$9 Cardboard Bike from Israel Going to Market

$9 cardboard bike israel izhar gafni

Could it be a world-changer? A cheap solution to help African kids get to schools and clinics? Israel’s Izhar Gafni (who we interviewed here) had an outlandish idea to create a durable cardboard bike from scratch with raw materials sum totalling about $9. Add in some labor costs and you can get a pretty cheap ride, one worth buying in a world where bike theft is rampant.

izhar gafni profile, $9 cardboard bike

News reports are circling around the world that Gafni’s cardboard bike (see photos here) is headed to market. No doubt after articles and videos about his project infected the world’s media. Reuters is reporting:

“When we started, a year and a half or two years ago, people laughed at us, but now we are getting at least a dozen emails every day asking where they can buy such a bicycle, so this really makes me hopeful that we will succeed,” he said.

Hus business partner Nimrod Elmish, Gafni’s business partner says that by using cardboard and other recycled materials there can be a huge change in production norms. Companies could get grants and rebates for local production, offering no real reason to make them in poor and cheap labor markets.

[youtube]http://www.youtube.com/watch?v=txSboSNQINs[/youtube]

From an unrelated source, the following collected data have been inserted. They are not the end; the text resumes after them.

//! Built-in sample content for the public reader's fallback.

use chrono::NaiveDate;

use quillpress_core::{PostId, PublicPost};

use crate::public::FallbackSource;

/// The fixed sample set served when the backend is unreachable.
///
/// Three posts, no pages: a public page lookup that falls back always
/// resolves to nothing.
#[derive(Debug, Clone, Copy, Default)]
pub struct SamplePosts;

impl FallbackSource for SamplePosts {
    fn posts(&self) -> Vec<PublicPost> {
        sample_posts()
    }

    fn page_by_slug(&self, _slug: &str) -> Option<quillpress_core::PublicPage> {
        None
    }
}

fn date(year: i32, month: u32, day: u32) -> NaiveDate {
    NaiveDate::from_ymd_opt(year, month, day).expect("valid calendar date")
}

fn sample_posts() -> Vec<PublicPost> {
    vec![
        PublicPost {
            id: PostId::new(1),
            slug: "getting-started-with-headless-cms".to_string(),
            title: "Getting Started with Headless CMS".to_string(),
            excerpt: "Learn how to build modern web applications with a headless CMS architecture."
                .to_string(),
            content: r"# Getting Started with Headless CMS

A headless CMS separates the content management backend from the frontend presentation layer. This approach offers several advantages:

## Benefits

- **Flexibility**: Use any frontend framework or technology
- **Scalability**: Distribute content across multiple platforms
- **Performance**: Optimize each layer independently
- **Developer Experience**: Modern APIs and workflows

## Architecture

The headless approach allows you to:

1. Create content in a centralized system
2. Access it via REST or GraphQL APIs
3. Render it anywhere - web, mobile, IoT devices

## Getting Started

Start by choosing a headless CMS platform that fits your needs. Popular options include Strapi, Contentful, and Sanity."
                .to_string(),
            author: "Sarah Johnson".to_string(),
            published_at: date(2025, 1, 15),
            cover_image: Some(
                "https://images.pexels.com/photos/1181467/pexels-photo-1181467.jpeg?auto=compress&cs=tinysrgb&w=1200"
                    .to_string(),
            ),
            tags: vec![
                "CMS".to_string(),
                "Architecture".to_string(),
                "Tutorial".to_string(),
            ],
        },
        PublicPost {
            id: PostId::new(2),
            slug: "modern-web-development-trends".to_string(),
            title: "Modern Web Development Trends 2025".to_string(),
            excerpt: "Explore the latest trends shaping web development in 2025.".to_string(),
            content: r"# Modern Web Development Trends 2025

The web development landscape continues to evolve rapidly. Here are the key trends defining 2025:

## 1. Edge Computing

Moving computation closer to users for better performance and lower latency.

## 2. AI Integration

AI-powered features are becoming standard, from content generation to personalized experiences.

## 3. Web Components

Framework-agnostic components are gaining traction for better reusability.

## 4. Jamstack Evolution

The Jamstack architecture continues to mature with better tooling and patterns.

## Conclusion

Staying current with these trends helps you build better, faster, and more maintainable applications."
                .to_string(),
            author: "Michael Chen".to_string(),
            published_at: date(2025, 1, 10),
            cover_image: Some(
                "https://images.pexels.com/photos/1181675/pexels-photo-1181675.jpeg?auto=compress&cs=tinysrgb&w=1200"
                    .to_string(),
            ),
            tags: vec![
                "Web Development".to_string(),
                "Trends".to_string(),
                "2025".to_string(),
            ],
        },
        PublicPost {
            id: PostId::new(3),
            slug: "building-scalable-apis".to_string(),
            title: "Building Scalable REST APIs".to_string(),
            excerpt: "Best practices for designing and implementing scalable REST APIs.".to_string(),
            content: r"# Building Scalable REST APIs

Creating APIs that can grow with your application requires careful planning and best practices.

## Key Principles

### 1. Design First

Plan your API structure before writing code. Use OpenAPI specifications.

### 2. Versioning

Always version your APIs to maintain backward compatibility.

### 3. Rate Limiting

Protect your infrastructure with appropriate rate limits.

### 4. Caching

Implement caching strategies to reduce load and improve response times.

## Best Practices

- Use consistent naming conventions
- Implement proper error handling
- Document everything
- Monitor performance metrics

## Conclusion

A well-designed API is the foundation of a successful application ecosystem."
                .to_string(),
            author: "Emily Rodriguez".to_string(),
            published_at: date(2025, 1, 5),
            cover_image: Some(
                "https://images.pexels.com/photos/1181263/pexels-photo-1181263.jpeg?auto=compress&cs=tinysrgb&w=1200"
                    .to_string(),
            ),
            tags: vec![
                "API".to_string(),
                "Backend".to_string(),
                "Best Practices".to_string(),
            ],
        },
    ]
}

At a cost of about $20, and made on automated production lines, the workforce could employ pensioners and the disabled, while the business model he has penned could work a lot like Tom’s shoes, which gives away a free pair of shoes for every pair sold to a western buyer.

$9 cardboard bike from israel

Estimated to last 10 years, the cardboard bike will also weigh two-thirds the weight of a regular bike. If it breaks or melts you can recycle it and buy a new one.

Millions of people are emailing us for Izhar Gafni’s cardboard bike contacts. Please reach out to him via his Facebook page. Ride on Gafni! We are rooting for you.

Karin Kloosterman
Karin Kloostermanhttp://www.greenprophet.com
Karin Kloosterman is an award-winning journalist, innovation strategist, and founder of Green Prophet, one of the Middle East’s pioneering sustainability platforms. She has ranked in the Top 10 of Verizon innovation competitions, participated in NASA-linked challenges, and spoken worldwide on climate, food security, and future resilience. With an IoT technology patent, features in Canada’s National Post, and leadership inside teams building next-generation agricultural and planetary systems — including Mars-farming concepts — Karin operates at the intersection of storytelling, science, and systems change. She doesn’t report on the future – she helps design it. Reach out directly to [email protected]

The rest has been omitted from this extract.